### Exercise brief
The answer must be every line of the records below that holds the word "Vamos".

======== Extracted records

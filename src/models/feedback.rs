/// Label shown under the star row once a rating is picked. Feedback stays
/// client-side; these strings are embedded into the feedback page.
pub fn rating_label(rating: u8) -> Option<&'static str> {
    match rating {
        1 => Some("Vamos melhorar! 💪"),
        2 => Some("Pode melhorar 🤔"),
        3 => Some("Bom! 👍"),
        4 => Some("Muito bom! 😊"),
        5 => Some("Perfeito! 🌟"),
        _ => None,
    }
}

#[cfg(test)]
mod tests {
    use super::*;

    #[test]
    fn test_rating_labels() {
        assert_eq!(rating_label(5), Some("Perfeito! 🌟"));
        assert_eq!(rating_label(4), Some("Muito bom! 😊"));
        assert_eq!(rating_label(3), Some("Bom! 👍"));
        assert_eq!(rating_label(2), Some("Pode melhorar 🤔"));
        assert_eq!(rating_label(1), Some("Vamos melhorar! 💪"));
    }

    #[test]
    fn test_out_of_range_has_no_label() {
        assert_eq!(rating_label(0), None);
        assert_eq!(rating_label(6), None);
    }
}
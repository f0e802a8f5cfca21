pub mod checkout_service;
pub mod verification_service;

pub use checkout_service::*;
pub use verification_service::*;
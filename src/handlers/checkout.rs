use actix_web::{HttpResponse, ResponseError, Result, web};

use crate::models::{
    CreateCheckoutRequest, CreateCheckoutResponse, VerifyPaymentRequest, VerifyPaymentResponse,
};
use crate::services::{CheckoutService, VerificationService};

#[utoipa::path(
    post,
    path = "/checkout",
    tag = "checkout",
    request_body = CreateCheckoutRequest,
    responses(
        (status = 200, description = "Hosted checkout URL", body = CreateCheckoutResponse),
        (status = 400, description = "Unknown plan"),
        (status = 503, description = "Stripe not configured"),
        (status = 500, description = "Provider error")
    )
)]
pub async fn create_checkout(
    checkout_service: web::Data<CheckoutService>,
    request: web::Json<CreateCheckoutRequest>,
) -> Result<HttpResponse> {
    match checkout_service.create_checkout(request.into_inner()).await {
        Ok(response) => Ok(HttpResponse::Ok().json(response)),
        Err(e) => Ok(e.error_response()),
    }
}

#[utoipa::path(
    post,
    path = "/verify-payment",
    tag = "checkout",
    request_body = VerifyPaymentRequest,
    responses(
        (status = 200, description = "Payment confirmed, token minted", body = VerifyPaymentResponse),
        (status = 400, description = "Payment not confirmed or unknown plan"),
        (status = 503, description = "Stripe not configured"),
        (status = 500, description = "Provider error")
    )
)]
pub async fn verify_payment(
    verification_service: web::Data<VerificationService>,
    request: web::Json<VerifyPaymentRequest>,
) -> Result<HttpResponse> {
    match verification_service
        .verify_payment(request.into_inner())
        .await
    {
        Ok(response) => Ok(HttpResponse::Ok().json(response)),
        Err(e) => Ok(e.error_response()),
    }
}

pub fn checkout_config(cfg: &mut web::ServiceConfig) {
    cfg.route("/checkout", web::post().to(create_checkout))
        .route("/verify-payment", web::post().to(verify_payment));
}
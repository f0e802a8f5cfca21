pub mod format;
pub mod token;

pub use format::*;
pub use token::*;
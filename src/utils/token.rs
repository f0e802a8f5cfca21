use chrono::{DateTime, Duration, Utc};
use uuid::Uuid;

/// Tokens at or below this length are rejected by the call access gate.
pub const MIN_TOKEN_LEN: usize = 10;

const SESSION_HOURS: i64 = 2;

pub fn generate_session_token() -> String {
    Uuid::new_v4().to_string()
}

pub fn session_expiry() -> DateTime<Utc> {
    Utc::now() + Duration::hours(SESSION_HOURS)
}

/// The gate's only check today: non-empty and longer than ten characters.
/// Not an authentication mechanism; expiry is stored but not consulted here.
pub fn is_valid_token(token: &str) -> bool {
    token.chars().count() > MIN_TOKEN_LEN
}

#[cfg(test)]
mod tests {
    use super::*;

    #[test]
    fn test_generated_token_passes_the_gate() {
        let token = generate_session_token();
        assert!(is_valid_token(&token));
        // UUID v4 text form
        assert_eq!(token.len(), 36);
        assert!(Uuid::parse_str(&token).is_ok());
    }

    #[test]
    fn test_token_length_boundary() {
        assert!(!is_valid_token(""));
        assert!(!is_valid_token("abc"));
        assert!(!is_valid_token("a1b2c3d4e5")); // 10 chars, still rejected
        assert!(is_valid_token("a1b2c3d4e5f")); // 11 chars
        assert!(is_valid_token("a1b2c3d4e5f6")); // 12 chars
    }

    #[test]
    fn test_session_expiry_is_two_hours_out() {
        // Sampled before session_expiry() reads the clock, so the delta is
        // two hours plus however long the call took.
        let now = Utc::now();
        let expires = session_expiry();
        let delta = expires - now;
        assert!(delta >= Duration::hours(2));
        assert!(delta < Duration::hours(2) + Duration::seconds(1));
    }
}
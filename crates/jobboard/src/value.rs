//! Scalar values and sparse update payloads.
//!
//! Request bodies arrive as JSON; the query core only ever binds scalars, so
//! [`ScalarValue`] is the whole value universe. It implements
//! [`ToSql`] by delegation, which lets a [`crate::ParameterizedQuery`] hand
//! its parameter array straight to a tokio-postgres executor.

use bytes::BytesMut;
use rust_decimal::Decimal;
use serde::de::{self, Deserialize, Deserializer, MapAccess, Visitor};
use tokio_postgres::types::{IsNull, ToSql, Type, to_sql_checked};

/// A single bindable scalar.
#[derive(Debug, Clone, PartialEq)]
pub enum ScalarValue {
    Null,
    Bool(bool),
    Int(i64),
    Float(f64),
    /// Exact decimal, used for `equity` which travels on the wire as a
    /// string to avoid floating-point drift.
    Numeric(Decimal),
    Text(String),
}

impl ScalarValue {
    pub fn is_null(&self) -> bool {
        matches!(self, Self::Null)
    }
}

impl From<&str> for ScalarValue {
    fn from(v: &str) -> Self {
        Self::Text(v.to_string())
    }
}

impl From<String> for ScalarValue {
    fn from(v: String) -> Self {
        Self::Text(v)
    }
}

impl From<i64> for ScalarValue {
    fn from(v: i64) -> Self {
        Self::Int(v)
    }
}

impl From<bool> for ScalarValue {
    fn from(v: bool) -> Self {
        Self::Bool(v)
    }
}

impl From<Decimal> for ScalarValue {
    fn from(v: Decimal) -> Self {
        Self::Numeric(v)
    }
}

impl<T> From<Option<T>> for ScalarValue
where
    T: Into<ScalarValue>,
{
    fn from(v: Option<T>) -> Self {
        v.map_or(Self::Null, Into::into)
    }
}

impl ToSql for ScalarValue {
    fn to_sql(
        &self,
        ty: &Type,
        out: &mut BytesMut,
    ) -> Result<IsNull, Box<dyn std::error::Error + Sync + Send>> {
        match self {
            Self::Null => Ok(IsNull::Yes),
            Self::Bool(v) => v.to_sql(ty, out),
            Self::Int(v) => {
                // Narrow to the target column width instead of failing the
                // checked bind against INT2/INT4 columns.
                if *ty == Type::INT2 {
                    i16::try_from(*v)?.to_sql(ty, out)
                } else if *ty == Type::INT4 {
                    i32::try_from(*v)?.to_sql(ty, out)
                } else {
                    v.to_sql(ty, out)
                }
            }
            Self::Float(v) => v.to_sql(ty, out),
            Self::Numeric(v) => v.to_sql(ty, out),
            Self::Text(v) => v.to_sql(ty, out),
        }
    }

    fn accepts(ty: &Type) -> bool {
        <bool as ToSql>::accepts(ty)
            || <i64 as ToSql>::accepts(ty)
            || <i32 as ToSql>::accepts(ty)
            || <i16 as ToSql>::accepts(ty)
            || <f64 as ToSql>::accepts(ty)
            || <Decimal as ToSql>::accepts(ty)
            || <String as ToSql>::accepts(ty)
    }

    to_sql_checked!();
}

impl<'de> Deserialize<'de> for ScalarValue {
    fn deserialize<D>(deserializer: D) -> Result<Self, D::Error>
    where
        D: Deserializer<'de>,
    {
        struct ScalarVisitor;

        impl<'de> Visitor<'de> for ScalarVisitor {
            type Value = ScalarValue;

            fn expecting(&self, f: &mut std::fmt::Formatter<'_>) -> std::fmt::Result {
                f.write_str("a JSON scalar (string, number, boolean, or null)")
            }

            fn visit_bool<E: de::Error>(self, v: bool) -> Result<Self::Value, E> {
                Ok(ScalarValue::Bool(v))
            }

            fn visit_i64<E: de::Error>(self, v: i64) -> Result<Self::Value, E> {
                Ok(ScalarValue::Int(v))
            }

            fn visit_u64<E: de::Error>(self, v: u64) -> Result<Self::Value, E> {
                i64::try_from(v)
                    .map(ScalarValue::Int)
                    .map_err(|_| E::custom("integer out of range"))
            }

            fn visit_f64<E: de::Error>(self, v: f64) -> Result<Self::Value, E> {
                Ok(ScalarValue::Float(v))
            }

            fn visit_str<E: de::Error>(self, v: &str) -> Result<Self::Value, E> {
                Ok(ScalarValue::Text(v.to_string()))
            }

            fn visit_string<E: de::Error>(self, v: String) -> Result<Self::Value, E> {
                Ok(ScalarValue::Text(v))
            }

            fn visit_unit<E: de::Error>(self) -> Result<Self::Value, E> {
                Ok(ScalarValue::Null)
            }

            fn visit_none<E: de::Error>(self) -> Result<Self::Value, E> {
                Ok(ScalarValue::Null)
            }
        }

        deserializer.deserialize_any(ScalarVisitor)
    }
}

/// A sparse partial-update payload: field name → new scalar value, in
/// arrival order.
///
/// Only changed fields are present. Insertion order is significant for
/// placeholder numbering only, never for semantics.
#[derive(Debug, Clone, Default, PartialEq)]
pub struct UpdatePayload {
    fields: Vec<(String, ScalarValue)>,
}

impl UpdatePayload {
    pub fn new() -> Self {
        Self::default()
    }

    /// Set a field. Setting the same field twice keeps its first position
    /// and the last value, so the payload never carries duplicate keys and
    /// the SET clause never assigns one column twice.
    pub fn set(&mut self, field: impl Into<String>, value: impl Into<ScalarValue>) -> &mut Self {
        let field = field.into();
        let value = value.into();
        match self.fields.iter().position(|(f, _)| *f == field) {
            Some(i) => self.fields[i].1 = value,
            None => self.fields.push((field, value)),
        }
        self
    }

    pub fn is_empty(&self) -> bool {
        self.fields.is_empty()
    }

    pub fn len(&self) -> usize {
        self.fields.len()
    }

    pub fn iter(&self) -> impl Iterator<Item = (&str, &ScalarValue)> {
        self.fields.iter().map(|(f, v)| (f.as_str(), v))
    }

    pub fn get(&self, field: &str) -> Option<&ScalarValue> {
        self.fields
            .iter()
            .find(|(f, _)| f.as_str() == field)
            .map(|(_, v)| v)
    }

    /// Replace the value of an existing field in place.
    pub(crate) fn replace(&mut self, field: &str, value: ScalarValue) {
        if let Some(slot) = self.fields.iter_mut().find(|(f, _)| f.as_str() == field) {
            slot.1 = value;
        }
    }
}

impl<'de> Deserialize<'de> for UpdatePayload {
    fn deserialize<D>(deserializer: D) -> Result<Self, D::Error>
    where
        D: Deserializer<'de>,
    {
        struct PayloadVisitor;

        impl<'de> Visitor<'de> for PayloadVisitor {
            type Value = UpdatePayload;

            fn expecting(&self, f: &mut std::fmt::Formatter<'_>) -> std::fmt::Result {
                f.write_str("a JSON object of scalar fields")
            }

            fn visit_map<A: MapAccess<'de>>(self, mut map: A) -> Result<Self::Value, A::Error> {
                let mut payload = UpdatePayload {
                    fields: Vec::with_capacity(map.size_hint().unwrap_or(0)),
                };
                // Duplicate keys collapse last-wins, like JSON.parse; the
                // clause builder can then assume unique columns.
                while let Some((field, value)) = map.next_entry::<String, ScalarValue>()? {
                    payload.set(field, value);
                }
                Ok(payload)
            }
        }

        deserializer.deserialize_map(PayloadVisitor)
    }
}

================

### Reply to the task
        1 => Some("Vamos melhorar! 💪"),
        assert_eq!(rating_label(1), Some("Vamos melhorar! 💪"));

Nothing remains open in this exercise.